Work request: Report each line of the entries below that has the word "URLs" in it.
** Supplied entries follows **
//! XSS prevention utilities

use once_cell::sync::Lazy;
use regex::Regex;

/// Escape HTML special characters
///
/// # Examples
///
/// ```
/// use kapwa_core::security::escape_html;
///
/// let input = "<script>alert('XSS')</script>";
/// let escaped = escape_html(input);
/// assert_eq!(escaped, "&lt;script&gt;alert(&#x27;XSS&#x27;)&lt;/script&gt;");
/// ```
pub fn escape_html(input: &str) -> String {
	let mut out = String::with_capacity(input.len());
	for ch in input.chars() {
		match ch {
			'&' => out.push_str("&amp;"),
			'<' => out.push_str("&lt;"),
			'>' => out.push_str("&gt;"),
			'"' => out.push_str("&quot;"),
			'\'' => out.push_str("&#x27;"),
			_ => out.push(ch),
		}
	}
	out
}

/// Escape HTML attribute values
///
/// Same as [`escape_html`], with line breaks encoded as numeric references so
/// attribute values survive on a single line.
///
/// # Examples
///
/// ```
/// use kapwa_core::security::xss::escape_html_attr;
///
/// let attr = r#"value" onload="alert('xss')"#;
/// let escaped = escape_html_attr(attr);
/// assert!(escaped.contains("&quot;"));
/// assert!(escaped.contains("&#x27;"));
/// assert_eq!(escape_html_attr("a\nb"), "a&#10;b");
/// ```
pub fn escape_html_attr(input: &str) -> String {
	let mut out = String::with_capacity(input.len());
	for ch in input.chars() {
		match ch {
			'&' => out.push_str("&amp;"),
			'<' => out.push_str("&lt;"),
			'>' => out.push_str("&gt;"),
			'"' => out.push_str("&quot;"),
			'\'' => out.push_str("&#x27;"),
			'\n' => out.push_str("&#10;"),
			'\r' => out.push_str("&#13;"),
			_ => out.push(ch),
		}
	}
	out
}

/// Decode the character references produced by [`escape_html_attr`] and the
/// common named and numeric references found in hand-written markup.
///
/// Unknown named references are left as literal text.
///
/// # Examples
///
/// ```
/// use kapwa_core::security::xss::{decode_entities, escape_html_attr};
///
/// assert_eq!(decode_entities("a &amp; b"), "a & b");
/// assert_eq!(decode_entities("&#106;avascript"), "javascript");
/// assert_eq!(decode_entities("&unknown;"), "&unknown;");
///
/// let raw = "say \"hi\" & <go>\n";
/// assert_eq!(decode_entities(&escape_html_attr(raw)), raw);
/// ```
pub fn decode_entities(input: &str) -> String {
	let mut out = String::with_capacity(input.len());
	let mut rest = input;

	while let Some(pos) = rest.find('&') {
		out.push_str(&rest[..pos]);
		let tail = &rest[pos..];
		match tail.find(';').filter(|end| *end <= 12) {
			Some(end) => {
				let reference = &tail[1..end];
				match decode_reference(reference) {
					Some(ch) => {
						out.push(ch);
						rest = &tail[end + 1..];
					}
					None => {
						out.push('&');
						rest = &tail[1..];
					}
				}
			}
			None => {
				out.push('&');
				rest = &tail[1..];
			}
		}
	}
	out.push_str(rest);
	out
}

fn decode_reference(reference: &str) -> Option<char> {
	if let Some(numeric) = reference.strip_prefix('#') {
		let code = if let Some(hex) = numeric
			.strip_prefix('x')
			.or_else(|| numeric.strip_prefix('X'))
		{
			u32::from_str_radix(hex, 16).ok()?
		} else {
			numeric.parse::<u32>().ok()?
		};
		return match char::from_u32(code) {
			Some('\0') | None => Some('\u{FFFD}'),
			Some(ch) => Some(ch),
		};
	}

	match reference {
		"amp" => Some('&'),
		"lt" => Some('<'),
		"gt" => Some('>'),
		"quot" => Some('"'),
		"apos" => Some('\''),
		"nbsp" => Some('\u{a0}'),
		"colon" => Some(':'),
		"tab" => Some('\t'),
		"newline" => Some('\n'),
		_ => None,
	}
}

static DANGEROUS_PATTERNS: Lazy<Vec<Regex>> = Lazy::new(|| {
	[
		// JavaScript protocol
		r"(?i)javascript:",
		// Data URI
		r"(?i)data:text/html",
		// VBScript (IE)
		r"(?i)vbscript:",
		// Event handlers
		r"(?i)\bon\w+\s*=",
		// Embedding tags
		r"(?i)<(iframe|embed|object|applet|meta|link|base)",
		r"(?i)<script",
	]
	.iter()
	.filter_map(|pattern| Regex::new(pattern).ok())
	.collect()
});

/// Detect dangerous patterns
///
/// Used for diagnostics only; sanitizing never relies on it.
///
/// # Examples
///
/// ```
/// use kapwa_core::security::xss::detect_xss_patterns;
///
/// assert!(detect_xss_patterns("<script>alert(1)</script>"));
/// assert!(detect_xss_patterns(r#"<img src=x onerror="alert(1)">"#));
/// assert!(detect_xss_patterns("javascript:alert(1)"));
/// assert!(!detect_xss_patterns("Safe text"));
/// ```
pub fn detect_xss_patterns(input: &str) -> bool {
	DANGEROUS_PATTERNS
		.iter()
		.any(|pattern| pattern.is_match(input))
}

/// Validate URLs and allow only safe protocols
///
/// Allows relative paths (`/path`, `./path`), anchor links (`#section`),
/// and safe protocols (`http://`, `https://`, `mailto:`, `ftp://`, `ftps://`).
///
/// Rejects dangerous protocols (`javascript:`, `data:`, `vbscript:`) and
/// path traversal prefixes (`../`).
///
/// # Examples
///
/// ```
/// use kapwa_core::security::xss::is_safe_url;
///
/// assert!(is_safe_url("https://example.com"));
/// assert!(is_safe_url("/path/to/page"));
/// assert!(is_safe_url("mailto:user@example.com"));
/// assert!(!is_safe_url("javascript:alert(1)"));
/// assert!(!is_safe_url("../parent/path"));
/// ```
pub fn is_safe_url(url: &str) -> bool {
	let url_lower = url.to_lowercase();

	// Relative URLs and anchors, never parent traversal
	if url.starts_with('/') || url.starts_with("./") || url.starts_with('#') {
		return true;
	}

	let safe_protocols = ["http://", "https://", "mailto:", "ftp://", "ftps://"];

	safe_protocols
		.iter()
		.any(|protocol| url_lower.starts_with(protocol))
}

/// Strip HTML tags with proper handling of malformed HTML
///
/// Handles `>` inside quoted attributes, unclosed tags at end of input and
/// HTML comments. Text is returned as-is; entities are not decoded.
///
/// # Examples
///
/// ```
/// use kapwa_core::security::xss::strip_tags_safe;
///
/// assert_eq!(strip_tags_safe("<p>Hello <b>World</b></p>"), "Hello World");
/// assert_eq!(strip_tags_safe(r#"<a title="x>y">Link</a>"#), "Link");
/// assert_eq!(strip_tags_safe("Hello<!-- comment -->World"), "HelloWorld");
/// assert_eq!(strip_tags_safe("Hello<br"), "Hello");
/// ```
pub fn strip_tags_safe(html: &str) -> String {
	let mut result = String::with_capacity(html.len());
	let chars: Vec<char> = html.chars().collect();
	let len = chars.len();
	let mut i = 0;

	while i < len {
		if chars[i] != '<' {
			result.push(chars[i]);
			i += 1;
			continue;
		}

		if chars[i..].starts_with(&['<', '!', '-', '-']) {
			match find_seq(&chars, i + 4, &['-', '-', '>']) {
				Some(end) => {
					i = end + 3;
					continue;
				}
				None => break,
			}
		}

		// Skip to the matching '>' while respecting quotes
		i += 1;
		let mut in_single_quote = false;
		let mut in_double_quote = false;
		while i < len {
			match chars[i] {
				'"' if !in_single_quote => in_double_quote = !in_double_quote,
				'\'' if !in_double_quote => in_single_quote = !in_single_quote,
				'>' if !in_single_quote && !in_double_quote => {
					i += 1;
					break;
				}
				_ => {}
			}
			i += 1;
		}
	}
	result
}

pub(crate) fn find_seq(chars: &[char], from: usize, needle: &[char]) -> Option<usize> {
	if from >= chars.len() {
		return None;
	}
	chars[from..]
		.windows(needle.len())
		.position(|window| window == needle)
		.map(|pos| pos + from)
}

#[cfg(test)]
mod tests {
	use super::*;
	use rstest::rstest;

	#[test]
	fn test_escape_html() {
		assert_eq!(
			escape_html("<script>alert('xss')</script>"),
			"&lt;script&gt;alert(&#x27;xss&#x27;)&lt;/script&gt;"
		);
		assert_eq!(escape_html("Tom & Jerry"), "Tom &amp; Jerry");
	}

	#[test]
	fn test_escape_html_attr_line_breaks() {
		assert_eq!(escape_html_attr("a\r\nb"), "a&#13;&#10;b");
	}

	#[rstest]
	#[case("&amp;&lt;&gt;&quot;&#x27;&#39;", "&<>\"''")]
	#[case("&#x6A;ava", "java")]
	#[case("&#X6A;ava", "java")]
	#[case("no refs", "no refs")]
	#[case("dangling &", "dangling &")]
	#[case("&#0;", "\u{FFFD}")]
	#[case("&verylongentityname;", "&verylongentityname;")]
	fn test_decode_entities(#[case] input: &str, #[case] expected: &str) {
		assert_eq!(decode_entities(input), expected);
	}

	#[test]
	fn test_detect_xss_patterns() {
		assert!(detect_xss_patterns("<iframe src='evil.com'>"));
		assert!(!detect_xss_patterns("Normal <b>HTML</b>"));
		assert!(!detect_xss_patterns("Phone: 555-1234"));
	}

	#[rstest]
	#[case("https://example.com", true)]
	#[case("http://example.com", true)]
	#[case("/path/to/page", true)]
	#[case("./relative/path", true)]
	#[case("#section", true)]
	#[case("mailto:user@example.com", true)]
	#[case("HTTPS://EXAMPLE.COM", true)]
	#[case("../parent/path", false)]
	#[case("javascript:alert(1)", false)]
	#[case("data:text/html,<script>alert(1)</script>", false)]
	#[case("vbscript:alert(1)", false)]
	#[case("", false)]
	fn test_is_safe_url(#[case] url: &str, #[case] expected: bool) {
		assert_eq!(is_safe_url(url), expected);
	}

	#[test]
	fn test_strip_tags_safe_quoted_attributes() {
		assert_eq!(strip_tags_safe("<a title='x>y'>Link</a>"), "Link");
		assert_eq!(
			strip_tags_safe(r#"<a title="a>b" href="c>d">Text</a>"#),
			"Text"
		);
	}

	#[test]
	fn test_strip_tags_safe_comments() {
		assert_eq!(strip_tags_safe("A<!-- multi\nline -->B"), "AB");
		assert_eq!(strip_tags_safe("Hello<!-- unclosed"), "Hello");
	}

	#[test]
	fn test_find_seq() {
		let chars: Vec<char> = "ab-->cd".chars().collect();
		assert_eq!(find_seq(&chars, 0, &['-', '-', '>']), Some(2));
		assert_eq!(find_seq(&chars, 3, &['-', '-', '>']), None);
		assert_eq!(find_seq(&chars, 10, &['-']), None);
	}
}
//! Page builder engine
//!
//! Unified access to the block registry, field schemas, page documents, the
//! document and property editors, the renderer and page persistence.
//!
//! ```rust
//! use kapwa::cms::admin::BlockPicker;
//! use kapwa::cms::blocks::BlockRegistry;
//!
//! let registry = BlockRegistry::with_builtin_blocks();
//! let groups = BlockPicker::new(&registry).groups();
//! assert_eq!(groups[0].category.label(), "Layout");
//! ```

pub use kapwa_cms::*;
** End of Supplied entries **
Expected output:
/// Validate URLs and allow only safe protocols
	// Relative URLs and anchors, never parent traversal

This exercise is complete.